Does the description disclose side effects, auth requirements, rate limits, or destructive behavior?

With no annotations provided, the description fully carries the burden. It discloses all key behaviors: optional build, simulator boot, app install and launch with environment variable propagation, auto-discovery of build settings, and the returned data. No contradictions or omissions are apparent.

Agents need to know what a tool does to the world before calling it. Descriptions should go beyond structured annotations to explain consequences.

Conciseness4/5

Is the description appropriately sized, front-loaded, and free of redundancy?

The description is a single dense paragraph that front-loads the purpose. It is relatively concise for a complex tool with 11 parameters, though it could benefit from bullet points or clearer separation of logical sections to aid readability. No extraneous information is present.

Shorter descriptions cost fewer tokens and are easier for agents to parse. Every sentence should earn its place.

Completeness5/5

Given the tool's complexity, does the description cover enough for an agent to succeed on first attempt?

Given the complexity (11 parameters, nested objects, no output schema), the description adequately covers return values (host PID, simulator UDID, bundle ID) and explains how the tool chains into `captureMemgraph`. It also mentions auto-discovery, fulfilling the contextual needs for an agent to use it effectively.
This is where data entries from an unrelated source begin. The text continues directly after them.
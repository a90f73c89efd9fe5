use std::result::Result as DefaultResult;
use std::sync::Arc;

use async_trait::async_trait;
use chrono::{DateTime, Utc};
use rust_decimal::Decimal;
use sqlx::mysql::{MySqlArguments, MySqlRow};
use sqlx::{Arguments, IntoArguments, MySql, Row};

use crate::constant::OrderStatus;
use crate::datastore::AppMariaDbStore;
use crate::error::{AppError, AppErrorCode};
use crate::model::{OrderDetailModel, OrderDetailReadModel, PageWindow};
use crate::repository::AbsOrderDetailRepo;

const LIST_COL_SEQ: &str = "`d`.`detail_id`,`d`.`order_id`,`d`.`product_id`,`p`.`product_name`,\
    `p`.`product_code`,`d`.`quantity`,`d`.`unit_price`,`d`.`batch_number`,`d`.`expiry`,`d`.`remark`";

struct InsertDetailArg(OrderDetailModel);
struct UpdateDetailArg(OrderDetailModel);
struct FetchDetailPageArg(u64, PageWindow);

impl InsertDetailArg {
    fn sql_pattern() -> String {
        let col_seq =
            "`order_id`,`product_id`,`quantity`,`unit_price`,`batch_number`,`expiry`,`remark`";
        format!("INSERT INTO `outbound_order_detail`({col_seq}) VALUES (?,?,?,?,?,?,?)")
    }
}
impl<'q> IntoArguments<'q, MySql> for InsertDetailArg {
    fn into_arguments(self) -> <MySql as sqlx::Database>::Arguments<'q> {
        let mut out = MySqlArguments::default();
        let m = self.0;
        let _ = out.add(m.order_id);
        let _ = out.add(m.product_id);
        let _ = out.add(m.quantity);
        let _ = out.add(m.unit_price);
        let _ = out.add(m.batch_number);
        let _ = out.add(m.expiry);
        let _ = out.add(m.remark);
        out
    }
}
impl Into<(String, MySqlArguments)> for InsertDetailArg {
    fn into(self) -> (String, MySqlArguments) {
        (Self::sql_pattern(), self.into_arguments())
    }
}

impl UpdateDetailArg {
    fn sql_pattern() -> String {
        "UPDATE `outbound_order_detail` SET `product_id`=?,`quantity`=?,`unit_price`=?,\
         `batch_number`=?,`expiry`=?,`remark`=? WHERE `detail_id`=? AND `order_id`=?"
            .to_string()
    }
}
impl<'q> IntoArguments<'q, MySql> for UpdateDetailArg {
    fn into_arguments(self) -> <MySql as sqlx::Database>::Arguments<'q> {
        let mut out = MySqlArguments::default();
        let m = self.0;
        let _ = out.add(m.product_id);
        let _ = out.add(m.quantity);
        let _ = out.add(m.unit_price);
        let _ = out.add(m.batch_number);
        let _ = out.add(m.expiry);
        let _ = out.add(m.remark);
        let _ = out.add(m.detail_id);
        let _ = out.add(m.order_id);
        out
    }
}
impl Into<(String, MySqlArguments)> for UpdateDetailArg {
    fn into(self) -> (String, MySqlArguments) {
        (Self::sql_pattern(), self.into_arguments())
    }
}

impl FetchDetailPageArg {
    fn sql_pattern() -> String {
        format!(
            "SELECT {LIST_COL_SEQ} FROM `outbound_order_detail` AS `d` INNER JOIN `product` \
             AS `p` ON `d`.`product_id`=`p`.`product_id` WHERE `d`.`order_id`=? ORDER BY \
             `d`.`detail_id` ASC LIMIT ? OFFSET ?"
        )
    }
}
impl<'q> IntoArguments<'q, MySql> for FetchDetailPageArg {
    fn into_arguments(self) -> <MySql as sqlx::Database>::Arguments<'q> {
        let mut out = MySqlArguments::default();
        let _ = out.add(self.0);
        let _ = out.add(self.1.limit());
        let _ = out.add(self.1.offset());
        out
    }
}
impl Into<(String, MySqlArguments)> for FetchDetailPageArg {
    fn into(self) -> (String, MySqlArguments) {
        (Self::sql_pattern(), self.into_arguments())
    }
}

impl TryFrom<MySqlRow> for OrderDetailReadModel {
    type Error = AppError;
    fn try_from(row: MySqlRow) -> DefaultResult<Self, Self::Error> {
        let detail_id = row.try_get::<u64, usize>(0)?;
        let order_id = row.try_get::<u64, usize>(1)?;
        let product_id = row.try_get::<u64, usize>(2)?;
        let product_name = row.try_get::<String, usize>(3)?;
        let product_code = row.try_get::<String, usize>(4)?;
        let quantity = row.try_get::<Decimal, usize>(5)?;
        let unit_price = row.try_get::<Decimal, usize>(6)?;
        let batch_number = row.try_get::<Option<String>, usize>(7)?.unwrap_or_default();
        let expiry = row.try_get::<Option<DateTime<Utc>>, usize>(8)?;
        let remark = row.try_get::<Option<String>, usize>(9)?.unwrap_or_default();
        Ok(Self {
            detail_id,
            order_id,
            product_id,
            product_name,
            product_code,
            quantity,
            unit_price,
            batch_number,
            expiry,
            remark,
        })
    }
} // end of impl TryFrom for OrderDetailReadModel

pub(crate) struct OrderDetailMariaDbRepo {
    _db: Arc<AppMariaDbStore>,
}

impl OrderDetailMariaDbRepo {
    pub(crate) fn try_build(dbs: &Vec<Arc<AppMariaDbStore>>) -> DefaultResult<Self, AppError> {
        // TODO, balance the load in case the app data grows over
        // several database replicas
        if let Some(db) = dbs.first() {
            Ok(Self { _db: db.clone() })
        } else {
            Err(AppError {
                code: AppErrorCode::MissingDataStore,
                detail: Some("mariadb".to_string()),
            })
        }
    }
}

#[async_trait]
impl AbsOrderDetailRepo for OrderDetailMariaDbRepo {
    async fn fetch_order_status(
        &self,
        order_id: u64,
    ) -> DefaultResult<Option<OrderStatus>, AppError> {
        let sql = "SELECT `status` FROM `outbound_order` WHERE `order_id`=?".to_string();
        let mut args = MySqlArguments::default();
        let _ = args.add(order_id);
        let raw = self._db.fetch_scalar::<u32>(sql, args).await?;
        Ok(raw.map(OrderStatus::from))
    }

    async fn fetch_order_id_of_detail(
        &self,
        detail_id: u64,
    ) -> DefaultResult<Option<u64>, AppError> {
        let sql = "SELECT `order_id` FROM `outbound_order_detail` WHERE `detail_id`=?".to_string();
        let mut args = MySqlArguments::default();
        let _ = args.add(detail_id);
        self._db.fetch_scalar::<u64>(sql, args).await
    }

    async fn save(&self, detail: OrderDetailModel) -> DefaultResult<u64, AppError> {
        if detail.is_create() {
            let (sql, args) = InsertDetailArg(detail).into();
            let resultset = self._db.execute(sql, args).await?;
            Ok(resultset.last_insert_id())
        } else {
            let detail_id = detail.detail_id;
            let (sql, args) = UpdateDetailArg(detail).into();
            // zero affected rows is fine at here, the client may submit
            // the same values twice
            let _resultset = self._db.execute(sql, args).await?;
            Ok(detail_id)
        }
    }

    async fn delete(&self, detail_id: u64) -> DefaultResult<u64, AppError> {
        let sql = "DELETE FROM `outbound_order_detail` WHERE `detail_id`=?".to_string();
        let mut args = MySqlArguments::default();
        let _ = args.add(detail_id);
        let resultset = self._db.execute(sql, args).await?;
        Ok(resultset.rows_affected())
    }

    async fn fetch_paged(
        &self,
        order_id: u64,
        page: PageWindow,
    ) -> DefaultResult<(Vec<OrderDetailReadModel>, i64), AppError> {
        let count_sql =
            "SELECT COUNT(*) FROM `outbound_order_detail` WHERE `order_id`=?".to_string();
        let mut count_args = MySqlArguments::default();
        let _ = count_args.add(order_id);
        let total = self
            ._db
            .fetch_scalar::<i64>(count_sql, count_args)
            .await?
            .unwrap_or(0);
        let mut items = Vec::new();
        let (sql, args) = FetchDetailPageArg(order_id, page).into();
        let _num_rows = self
            ._db
            .fetch_rows_each(sql, args, |row| {
                let m = OrderDetailReadModel::try_from(row)?;
                items.push(m);
                Ok(())
            })
            .await?;
        Ok((items, total))
    } // end of fn fetch_paged
} // end of impl AbsOrderDetailRepo for OrderDetailMariaDbRepo

#[test]
fn verify_detail_sql_patterns() {
    let patt = InsertDetailArg::sql_pattern();
    assert_eq!(
        patt.as_str(),
        "INSERT INTO `outbound_order_detail`(`order_id`,`product_id`,`quantity`,`unit_price`,\
         `batch_number`,`expiry`,`remark`) VALUES (?,?,?,?,?,?,?)"
    );
    let patt = UpdateDetailArg::sql_pattern();
    assert!(patt.starts_with("UPDATE `outbound_order_detail` SET "));
    assert!(patt.ends_with("WHERE `detail_id`=? AND `order_id`=?"));
    let patt = FetchDetailPageArg::sql_pattern();
    assert!(patt.contains("INNER JOIN `product`"));
    assert!(patt.ends_with("LIMIT ? OFFSET ?"));
}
Complex tools with many parameters or behaviors need more documentation. Simple tools need less. This dimension scales expectations accordingly.

Parameters4/5

Does the description clarify parameter syntax, constraints, interactions, or defaults beyond what the schema provides?

The input schema covers 100% of parameters with descriptions. The description adds extra meaning for several parameters, such as the default `MallocStackLogging=1` for `envVars` and the conditional use of `buildBeforeLaunch`. This goes beyond the schema alone, justifying a score above baseline.

Input schemas describe structure but not intent. Descriptions should explain non-obvious parameter relationships and valid value ranges.

Purpose5/5

Does the description clearly state what the tool does and how it differs from similar tools?

The description clearly states what the tool does: orchestrates build, boot, install, and launch of an iOS app with MallocStackLogging=1 for leak investigation. It specifies the verb 'orchestration' and the resource 'iOS app', distinguishing it from sibling tools that analyze leaks rather than prepare the environment.

Agents choose between tools based on descriptions. A clear purpose with a specific verb and resource helps agents select the right tool.

Usage Guidelines4/5

Does the description explain when to use this tool, when not to, or what alternatives exist?

The description explains why this tool is needed (regression in `leaks --outputGraph` on macOS 26.x) and that it is a prerequisite for `captureMemgraph`. It provides context on when to use it, but does not explicitly state when not to use it or mention alternatives among siblings.

Agents often have multiple tools that could apply. Explicit usage guidance like "use X instead of Y when Z" prevents misuse.